• [EXERCISE AIM]: In the records below, which lines include "designs"? Copy them.

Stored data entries
****************************************

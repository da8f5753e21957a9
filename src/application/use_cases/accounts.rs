use std::sync::Arc;

use futures::future::try_join_all;
use tracing::{error, info, warn};

use crate::application::dto::{AuthSession, LoginRequest, ResetPasswordRequest, SignupRequest};
use crate::application::errors::UseCaseError;
use crate::application::ports::{
    to_document_data, AccountUpdate, DocumentStore, IdentityProvider, IdentityRecord, NewAccount,
    Query, StoreError, WriteMode,
};
use crate::domain::entities::{collections, UserProfile};

/// Signup, login, password flows and account removal
pub struct AccountUseCases {
    store: Arc<dyn DocumentStore>,
    identity: Arc<dyn IdentityProvider>,
}

impl AccountUseCases {
    pub fn new(store: Arc<dyn DocumentStore>, identity: Arc<dyn IdentityProvider>) -> Self {
        Self { store, identity }
    }

    async fn session(&self, record: IdentityRecord) -> Result<AuthSession, UseCaseError> {
        let issued = self.identity.issue_token(&record).await?;
        Ok(AuthSession {
            uid: record.uid,
            email: record.email,
            display_name: record.display_name,
            token: issued.token,
            expires_at: issued.expires_at,
        })
    }

    /// Creates the identity record and its `users` profile document
    pub async fn signup(&self, request: SignupRequest) -> Result<AuthSession, UseCaseError> {
        let record = self
            .identity
            .create_user(NewAccount {
                email: request.email,
                password: request.password,
                display_name: request.display_name,
            })
            .await?;

        let profile = UserProfile::new(&record.uid, &record.email, &record.display_name);
        self.store
            .set(
                collections::USERS,
                &record.uid,
                to_document_data(&profile)?,
                WriteMode::Replace,
            )
            .await?;

        info!(user_id = %record.uid, email = %record.email, "User signed up");
        self.session(record).await
    }

    pub async fn login(&self, request: LoginRequest) -> Result<AuthSession, UseCaseError> {
        let record = self
            .identity
            .authenticate(&request.email, &request.password)
            .await?;

        let mut patch = serde_json::Map::new();
        patch.insert(
            "lastLogin".to_string(),
            serde_json::json!(chrono::Utc::now()),
        );
        match self.store.update(collections::USERS, &record.uid, patch).await {
            Ok(()) => {}
            Err(StoreError::NotFound { .. }) => {
                warn!(user_id = %record.uid, "Login for account without a profile document");
            }
            Err(e) => return Err(e.into()),
        }

        info!(user_id = %record.uid, "User logged in");
        self.session(record).await
    }

    /// Returns the reset link for delivery to the user
    pub async fn forgot_password(&self, email: &str) -> Result<String, UseCaseError> {
        let link = self.identity.generate_password_reset_link(email).await?;
        info!(email = %email, "Password reset link generated");
        Ok(link)
    }

    pub async fn reset_password(&self, request: ResetPasswordRequest) -> Result<(), UseCaseError> {
        let email = self
            .identity
            .confirm_password_reset(&request.oob_code, &request.new_password)
            .await?;
        info!(email = %email, "Password reset");
        Ok(())
    }

    pub async fn change_password(&self, uid: &str, new_password: &str) -> Result<(), UseCaseError> {
        self.identity
            .update_user(
                uid,
                AccountUpdate {
                    password: Some(new_password.to_string()),
                    ..Default::default()
                },
            )
            .await?;
        info!(user_id = %uid, "Password changed");
        Ok(())
    }

    /// Delete every document matched by `query`, concurrently
    async fn delete_matching(
        &self,
        phase: &str,
        collection: &str,
        query: Query,
    ) -> Result<usize, UseCaseError> {
        let docs = self.store.query(collection, &query).await?;
        let deletions = docs
            .iter()
            .map(|doc| self.store.delete(collection, &doc.id));

        match try_join_all(deletions).await {
            Ok(removed) => {
                info!(phase, collection, removed = removed.len(), "Cascade phase complete");
                Ok(removed.len())
            }
            Err(e) => {
                error!(phase, collection, error = %e, "Cascade phase failed; account partially deleted");
                Err(e.into())
            }
        }
    }

    /// Removes projects, designs, favorites, view history, the profile and
    /// finally the identity record. Phases run in order; there is no rollback.
    pub async fn delete_account(&self, uid: &str) -> Result<(), UseCaseError> {
        let owned = Query::new().where_eq("userId", uid);

        self.delete_matching("projects", collections::PROJECTS, owned.clone())
            .await?;
        self.delete_matching("designs", collections::DESIGNS, owned)
            .await?;
        self.delete_matching("favorites", &collections::favorites(uid), Query::new())
            .await?;
        self.delete_matching(
            "recently_viewed",
            &collections::recently_viewed(uid),
            Query::new(),
        )
        .await?;

        self.store.delete(collections::USERS, uid).await?;
        self.identity.delete_user(uid).await?;

        info!(user_id = %uid, "Account deleted");
        Ok(())
    }
}
use std::sync::Arc;

use chrono::Utc;
use futures::future::try_join_all;
use tracing::{debug, info};

use super::{into_entities, load};
use crate::application::dto::{FurnitureListQuery, NewFurnitureRequest};
use crate::application::errors::UseCaseError;
use crate::application::ports::{to_document_data, Direction, DocumentStore, Query, WriteMode};
use crate::domain::entities::{collections, FurnitureItem, RecentlyViewed};

pub const FEATURED_LIMIT: usize = 10;
pub const RECENTLY_VIEWED_LIMIT: usize = 10;

/// Fetch catalog items in the given order, skipping ids with no document
pub(crate) async fn resolve_items(
    store: &dyn DocumentStore,
    item_ids: &[String],
) -> Result<Vec<FurnitureItem>, UseCaseError> {
    let lookups = item_ids
        .iter()
        .map(|id| store.get(collections::FURNITURE_ITEMS, id));
    let docs = try_join_all(lookups).await?;
    into_entities(docs.into_iter().flatten().collect())
}

/// Catalog browsing and per-user view history
pub struct FurnitureUseCases {
    store: Arc<dyn DocumentStore>,
}

impl FurnitureUseCases {
    pub fn new(store: Arc<dyn DocumentStore>) -> Self {
        Self { store }
    }

    /// Equality filters go to the store; the price range is applied here
    pub async fn list(&self, filter: FurnitureListQuery) -> Result<Vec<FurnitureItem>, UseCaseError> {
        let mut query = Query::new();
        if let Some(category) = filter.category.filter(|c| !c.is_empty()) {
            query = query.where_eq("category", category);
        }
        if let Some(room_type) = filter.room_type.filter(|r| !r.is_empty()) {
            query = query.where_eq("roomType", room_type);
        }

        let items: Vec<FurnitureItem> =
            into_entities(self.store.query(collections::FURNITURE_ITEMS, &query).await?)?;
        Ok(items
            .into_iter()
            .filter(|item| item.price_in(filter.min_price, filter.max_price))
            .collect())
    }

    pub async fn featured(&self) -> Result<Vec<FurnitureItem>, UseCaseError> {
        let query = Query::new()
            .where_eq("featured", true)
            .limit(FEATURED_LIMIT);
        into_entities(self.store.query(collections::FURNITURE_ITEMS, &query).await?)
    }

    pub async fn search(&self, needle: &str) -> Result<Vec<FurnitureItem>, UseCaseError> {
        let items: Vec<FurnitureItem> = into_entities(
            self.store
                .query(collections::FURNITURE_ITEMS, &Query::new())
                .await?,
        )?;
        let matches: Vec<FurnitureItem> = items
            .into_iter()
            .filter(|item| item.matches_text(needle))
            .collect();
        debug!(query = %needle, hits = matches.len(), "Furniture search");
        Ok(matches)
    }

    pub async fn by_room(&self, room_type: &str) -> Result<Vec<FurnitureItem>, UseCaseError> {
        let query = Query::new().where_eq("roomType", room_type);
        into_entities(self.store.query(collections::FURNITURE_ITEMS, &query).await?)
    }

    pub async fn get(&self, item_id: &str) -> Result<FurnitureItem, UseCaseError> {
        load(self.store.as_ref(), collections::FURNITURE_ITEMS, item_id, "Item").await
    }

    /// Adds a catalog entry and returns its id
    pub async fn create(
        &self,
        uid: &str,
        request: NewFurnitureRequest,
    ) -> Result<String, UseCaseError> {
        let now = Utc::now();
        let item = FurnitureItem {
            id: String::new(),
            name: request.name,
            description: request.description,
            category: request.category,
            room_type: request.room_type,
            price: request.price,
            tags: request.tags,
            featured: request.featured,
            model_url: request.model_url,
            thumbnail_url: request.thumbnail_url,
            created_by: Some(uid.to_string()),
            created_at: now,
            updated_at: now,
        };

        let id = self
            .store
            .add(collections::FURNITURE_ITEMS, to_document_data(&item)?)
            .await?;
        info!(item_id = %id, created_by = %uid, "Furniture item created");
        Ok(id)
    }

    /// Last viewed items, most recent first
    pub async fn recently_viewed(&self, uid: &str) -> Result<Vec<FurnitureItem>, UseCaseError> {
        let query = Query::new()
            .order_by("viewedAt", Direction::Desc)
            .limit(RECENTLY_VIEWED_LIMIT);
        let views: Vec<RecentlyViewed> = into_entities(
            self.store
                .query(&collections::recently_viewed(uid), &query)
                .await?,
        )?;

        let ids: Vec<String> = views.into_iter().map(|v| v.item_id).collect();
        resolve_items(self.store.as_ref(), &ids).await
    }

    /// Viewing the same item again only refreshes its timestamp
    pub async fn track_view(&self, uid: &str, item_id: &str) -> Result<(), UseCaseError> {
        self.store
            .set(
                &collections::recently_viewed(uid),
                item_id,
                to_document_data(&RecentlyViewed::new(item_id))?,
                WriteMode::Merge,
            )
            .await?;
        Ok(())
    }
}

****************************************

• [ANSWER SECTION]:
    /// Removes projects, designs, favorites, view history, the profile and
        self.delete_matching("designs", collections::DESIGNS, owned)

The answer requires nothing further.